Dear Editor,
The recent alleged racial profiling by a white policeman of black professor Louis Gates in Cambridge, USA, has evoked worldwide attention, moreso as President Obama has recently commented on the matter and now we have a peace pipe, or rather beer drinks, to broker peace and of course undertake damage control from the White House.
I would like to share with your readers another view (ex Africana Studies Group-Listserv on behalf of jon-christian suggs,professor emeritus,English, the City University of New York) as to why the incident took place. This was authored by a professor who said that he had taught police, would-be police, and former police for 35 years. He said that as a specialist in African American literature, culture and the law, “I have thought long and hard about the intersection of these worlds. As a white man with an African American son, I have worried at that intersection many nights.”
He offered a legal explanation as to what he thought happened on that particular day. He claimed that Gates had been the victim of discretionary abuse.
He asserted that the one true variable in law enforcement was discretion. In policing the law doesn’t tell you what to do in a given situation; it gives you a range of responses which you can choose; the law, he said, tells you what you can do, and not what you must. He further stated that it was not against the law to insult a police officer or to speak harshly to him, but it is a bad bet to assume you could do it without dialling up the discretionary costs.
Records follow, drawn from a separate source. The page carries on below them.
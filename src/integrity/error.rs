use thiserror::Error;

#[derive(Error, Debug)]
pub enum IntegrityError {
    #[error("Checksum mismatch: expected {expected:?}, got {actual:?}")]
    ChecksumMismatch {
        expected: [u8; 32],
        actual: [u8; 32],
    },

    #[error("File not found: {0}")]
    FileNotFound(String),

    #[error("I/O error: {0}")]
    IoError(#[from] std::io::Error),
}

pub type IntegrityResult<T> = Result<T, IntegrityError>;
//! Metrics and observability module
//!
//! Key metrics exposed:
//! - Signature and delta pass counts
//! - Weak-hash hits versus confirmed block matches
//! - Literal bytes sent and bytes reconstructed
//! - Pass durations

pub mod recorder;

pub use recorder::{
    init_metrics, record_delta_applied, record_delta_generated, record_failure,
    record_signature_generated, OperationTimer,
};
He closed his thesis by stating, “Skip Gates ran afoul of the abuse of discretion that is a daily problem in micro-policing. Race didn’t cause it but it sure didn’t help it.”
I do not agree with his closing view, but I respect his contention on the discretionary interpretation which is problematic.
Had the boot been on the other foot the outcome would never have been the same, but we must congratulate the parties for wishing to resolve all this with the media in focus. As I write a white cop has opened his mouth with racial remarks directed towards Gates which he has since publicly apologized for on CNN – and there is more food for the media.
Yours faithfully,
VO Patrick.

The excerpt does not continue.